TO DO: Please output exactly the lines that run from the line with "deep_merge(existing, incoming);" through the final line of the data, inclusive, and nothing more.

[Source data]
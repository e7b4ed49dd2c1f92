pub mod ast;
pub mod codec;
pub mod error;
pub mod operator;
pub mod sanitize;

pub use ast::*;
pub use codec::{encode, encode_key};
pub use error::*;
pub use operator::translate;
pub use sanitize::sanitize;
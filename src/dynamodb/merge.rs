//! Update-merge engine.
//!
//! Computes the attributes to write for a partial update, given the item as
//! it was last read. The merged map only carries the attributes named in the
//! update plus `updated_at`; callers overlay it onto the stored item.

use chrono::{DateTime, SecondsFormat, Utc};
use serde::Deserialize;
use serde_json::{Map, Value};

use crate::expr::ExprError;

pub const UPDATED_AT: &str = "updated_at";

/// How a single attribute of an update document is applied.
#[derive(Debug, Clone, PartialEq)]
pub enum UpdateDirective {
    /// Overwrite the attribute wholesale.
    Replace(Value),
    /// Treat the attribute as a set: union with `add`, then subtract `remove`.
    ArrayMerge { add: Vec<Value>, remove: Vec<Value> },
    /// Deep-merge `add` into the attribute, then delete the dotted `remove` path.
    ObjectMerge {
        add: Option<Map<String, Value>>,
        remove: Option<String>,
    },
}

/// Ordered list of attribute directives. Order matters when the same
/// attribute appears more than once.
#[derive(Debug, Clone, Default, PartialEq, Deserialize)]
#[serde(try_from = "Value")]
pub struct UpdateDocument {
    directives: Vec<(String, UpdateDirective)>,
}

impl UpdateDocument {
    pub fn new() -> Self {
        Self::default()
    }

    pub fn set(mut self, attribute: impl Into<String>, value: impl Into<Value>) -> Self {
        self.push(attribute, UpdateDirective::Replace(value.into()));
        self
    }

    pub fn array_merge(
        mut self,
        attribute: impl Into<String>,
        add: Vec<Value>,
        remove: Vec<Value>,
    ) -> Self {
        self.push(attribute, UpdateDirective::ArrayMerge { add, remove });
        self
    }

    pub fn object_add(mut self, attribute: impl Into<String>, add: Map<String, Value>) -> Self {
        self.push(
            attribute,
            UpdateDirective::ObjectMerge {
                add: Some(add),
                remove: None,
            },
        );
        self
    }

    pub fn object_remove(mut self, attribute: impl Into<String>, path: impl Into<String>) -> Self {
        self.push(
            attribute,
            UpdateDirective::ObjectMerge {
                add: None,
                remove: Some(path.into()),
            },
        );
        self
    }

    pub fn push(&mut self, attribute: impl Into<String>, directive: UpdateDirective) {
        self.directives.push((attribute.into(), directive));
    }

    pub fn directives(&self) -> &[(String, UpdateDirective)] {
        &self.directives
    }

    pub fn is_empty(&self) -> bool {
        self.directives.is_empty()
    }

    /// Classify a loosely shaped JSON update by inspecting each value:
    /// `add`/`remove` arrays become set merges, an object `add` or a string
    /// `remove` becomes an object merge, anything else replaces.
    pub fn from_json(document: &Value) -> Result<Self, ExprError> {
        let Value::Object(map) = document else {
            return Err(ExprError::InvalidUpdateDocument {
                message: "expected a JSON object at the top level".to_string(),
            });
        };

        let mut update = Self::new();
        for (attribute, value) in map {
            update.push(attribute.clone(), classify(value));
        }
        Ok(update)
    }
}

impl TryFrom<Value> for UpdateDocument {
    type Error = ExprError;

    fn try_from(value: Value) -> Result<Self, Self::Error> {
        Self::from_json(&value)
    }
}

fn classify(value: &Value) -> UpdateDirective {
    let Value::Object(fields) = value else {
        return UpdateDirective::Replace(value.clone());
    };
    let add = fields.get("add");
    let remove = fields.get("remove");

    if matches!(add, Some(Value::Array(_))) || matches!(remove, Some(Value::Array(_))) {
        return UpdateDirective::ArrayMerge {
            add: array_or_empty(add),
            remove: array_or_empty(remove),
        };
    }
    if let Some(Value::Object(add)) = add {
        return UpdateDirective::ObjectMerge {
            add: Some(add.clone()),
            remove: None,
        };
    }
    if let Some(Value::String(path)) = remove {
        return UpdateDirective::ObjectMerge {
            add: None,
            remove: Some(path.clone()),
        };
    }
    UpdateDirective::Replace(value.clone())
}

fn array_or_empty(value: Option<&Value>) -> Vec<Value> {
    match value {
        Some(Value::Array(values)) => values.clone(),
        _ => Vec::new(),
    }
}

pub fn merge_update(previous: &Map<String, Value>, update: &UpdateDocument) -> Map<String, Value> {
    merge_update_at(previous, update, Utc::now())
}

pub fn merge_update_at(
    previous: &Map<String, Value>,
    update: &UpdateDocument,
    now: DateTime<Utc>,
) -> Map<String, Value> {
    let mut merged = Map::new();

    for (attribute, directive) in update.directives() {
        match directive {
            UpdateDirective::ArrayMerge { add, remove } => {
                let base = merged.get(attribute).or_else(|| previous.get(attribute));
                let values = merge_set(base, add, remove);
                if values.is_empty() {
                    // Empty sets are left out of the write, not stored as []
                    merged.remove(attribute);
                } else {
                    merged.insert(attribute.clone(), Value::Array(values));
                }
            }
            UpdateDirective::ObjectMerge { add, remove } => {
                let base = merged.get(attribute).or_else(|| previous.get(attribute));
                if add.is_none() && !matches!(base, Some(Value::Object(_))) {
                    // Nothing to remove from; the stored value stays as it is
                    tracing::debug!(
                        attribute = %attribute,
                        "Object remove without an object target, skipping"
                    );
                    continue;
                }
                let mut target = match base {
                    Some(Value::Object(existing)) => existing.clone(),
                    Some(other) if !other.is_null() => {
                        tracing::warn!(
                            attribute = %attribute,
                            "Object merge on a non-object attribute, starting from empty"
                        );
                        Map::new()
                    }
                    _ => Map::new(),
                };
                if let Some(add) = add {
                    deep_merge(&mut target, add);
                }
                if let Some(path) = remove {
                    remove_path(&mut target, path);
                }
                merged.insert(attribute.clone(), Value::Object(target));
            }
            UpdateDirective::Replace(value) => {
                merged.insert(attribute.clone(), value.clone());
            }
        }
    }

    merged.insert(
        UPDATED_AT.to_string(),
        Value::String(now.to_rfc3339_opts(SecondsFormat::Millis, true)),
    );

    tracing::debug!(
        attributes = update.directives().len(),
        written = merged.len(),
        "Merged update"
    );
    merged
}

/// New `add` elements first, then the existing ones, each kept on first
/// occurrence, minus anything in `remove`.
fn merge_set(base: Option<&Value>, add: &[Value], remove: &[Value]) -> Vec<Value> {
    let existing: &[Value] = match base {
        Some(Value::Array(values)) => values.as_slice(),
        _ => &[],
    };

    let mut result: Vec<Value> = Vec::with_capacity(add.len() + existing.len());
    for value in add.iter().filter(|value| !existing.contains(value)) {
        if !result.contains(value) {
            result.push(value.clone());
        }
    }
    for value in existing {
        if !result.contains(value) {
            result.push(value.clone());
        }
    }
    result.retain(|value| !remove.contains(value));
    result
}

/// Overlay `source` onto `target`; nested objects merge, `source` wins otherwise.
pub fn deep_merge(target: &mut Map<String, Value>, source: &Map<String, Value>) {
    for (key, value) in source {
        if let Value::Object(incoming) = value {
            if let Some(Value::Object(existing)) = target.get_mut(key) {
                deep_merge(existing, incoming);
                continue;
            }
        }
        target.insert(key.clone(), value.clone());
    }
}

/// Remove a dotted path such as `address.city`. Missing segments are a no-op.
fn remove_path(target: &mut Map<String, Value>, path: &str) {
    let Some((head, rest)) = path.split_once('.') else {
        target.remove(path);
        return;
    };
    if let Some(Value::Object(child)) = target.get_mut(head) {
        remove_path(child, rest);
    }
}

WRITTEN ANSWER:
                deep_merge(existing, incoming);
                continue;
            }
        }
        target.insert(key.clone(), value.clone());
    }
}

/// Remove a dotted path such as `address.city`. Missing segments are a no-op.
fn remove_path(target: &mut Map<String, Value>, path: &str) {
    let Some((head, rest)) = path.split_once('.') else {
        target.remove(path);
        return;
    };
    if let Some(Value::Object(child)) = target.get_mut(head) {
        remove_path(child, rest);
    }
}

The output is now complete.